Important correction: strict mode has zero trainable PyTorch parameters. The existing `pinpoint_backward()` path only calls `torch.autograd.grad()` for parameter groups. With no parameter groups, it could skip backward entirely, which means the custom ternary autograd hooks never run.

Fix in `train.py`:

```python
if not items:
    (loss_comps.total / grad_accum).backward()
```

This keeps strict true-ternary training connected to autograd even when there are no float parameters. The gradient captured by each `TernaryScaleTensor` is still exact per logical weight:

```text
grad_sign[n, k] = sign(sum_m grad_y[m, n] * x[m, k])
```

That per-weight gradient sign drives:

- `T_accum[n, k]` for exact ternary weight flips
- grouped `E_accum[n, group(k)]` / `E[n, group(k)]` for scale updates

So the update is per exact weight first, then grouped only at the scale field. That matches the intended split:

- `T` learns at individual weight resolution.
- `E` learns at group resolution because scale is shared by the group.
- LossComponent weights still affect the gradient field through `loss_comps.total`.

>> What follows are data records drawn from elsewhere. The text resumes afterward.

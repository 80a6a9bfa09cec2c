mod common;

use common::*;

fn sorted(mut values: Vec<String>) -> Vec<String> {
    values.sort();
    values
}

#[test]
fn test_group_search_single_version() {
    for representation in REPRESENTATIONS {
        let zoo = zoo_repository(representation);
        let groups = zoo.index().package_group_search(&[&zoo.v1], "bir", 0).unwrap();

        assert_eq!(groups.len(), 1, "{representation:?}");
        assert_eq!(groups[0].name, "birds");
        assert_eq!(
            sorted(groups[0].packages.clone()),
            ["cockateel", "penguin", "stork"]
        );
    }
}

#[test]
fn test_group_members_are_merged_across_versions() {
    for representation in REPRESENTATIONS {
        let zoo = zoo_repository(representation);
        let groups = zoo
            .index()
            .package_group_search(&[&zoo.v1, &zoo.v2], "birds", 0)
            .unwrap();

        assert_eq!(groups.len(), 1, "{representation:?}");
        assert_eq!(
            sorted(groups[0].packages.clone()),
            ["cockateel", "duck", "penguin", "stork"]
        );
    }
}

#[test]
fn test_group_search_lists_every_group() {
    for representation in REPRESENTATIONS {
        let zoo = zoo_repository(representation);
        let groups = zoo
            .index()
            .package_group_search(&[&zoo.v1, &zoo.v2], "", 0)
            .unwrap();

        let names: Vec<_> = groups.iter().map(|g| g.name.as_str()).collect();
        assert_eq!(names, ["birds", "mammals"], "{representation:?}");
        assert_eq!(sorted(groups[1].packages.clone()), ["bear", "cat"]);
    }
}

#[test]
fn test_group_limit_applies_after_merge() {
    for representation in REPRESENTATIONS {
        let zoo = zoo_repository(representation);
        let groups = zoo
            .index()
            .package_group_search(&[&zoo.v1, &zoo.v2], "", 1)
            .unwrap();

        assert_eq!(groups.len(), 1, "{representation:?}");
        assert_eq!(groups[0].name, "birds");
        assert_eq!(groups[0].packages.len(), 4);
    }
}

#[test]
fn test_environment_search() {
    for representation in REPRESENTATIONS {
        let zoo = zoo_repository(representation);
        let index = zoo.index();

        let found = index.environment_search(&[&zoo.v1], "avi", 0).unwrap();
        assert_eq!(found.len(), 1, "{representation:?}");
        assert_eq!(found[0].groups, ["birds"]);

        assert!(index.environment_search(&[&zoo.v1], "ani", 0).unwrap().is_empty());

        let found = index.environment_search(&[&zoo.v2], "ani", 0).unwrap();
        assert_eq!(found.len(), 1);
        assert_eq!(sorted(found[0].groups.clone()), ["birds", "mammals"]);
    }
}

#[test]
fn test_environment_groups_are_merged() {
    for representation in REPRESENTATIONS {
        let zoo = zoo_repository(representation);
        let found = zoo
            .index()
            .environment_search(&[&zoo.v1, &zoo.v2], "", 0)
            .unwrap();

        let names: Vec<_> = found.iter().map(|e| e.name.as_str()).collect();
        assert_eq!(names, ["animals", "avians"], "{representation:?}");
        assert_eq!(sorted(found[1].groups.clone()), ["birds", "seabirds"]);
    }
}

Current limitation: in strict mode, component-specific routing does not separately update different ternary module groups, because there are no trainable parameter groups to target. It applies the weighted total loss to all ternary hooks. A future improvement would add ternary module groups to the LossComponent routing map so component losses can be backpropagated separately into selected ternary modules while still avoiding float parameters.

## Next Checks

1. Verify strict training mutates:
   - `T_packed`
   - `T_accum`
   - `E_accum`
   - `E` after enough scale updates
2. Track loss with:

```text
--strict_ternary --scale_update_interval 1
```

and compare against interval `4`.

3. If `E` still moves too slowly, reduce `_e_accum_threshold` to `2` for selected layers.
4. If `E` moves too violently, raise `_e_accum_threshold` to `8`.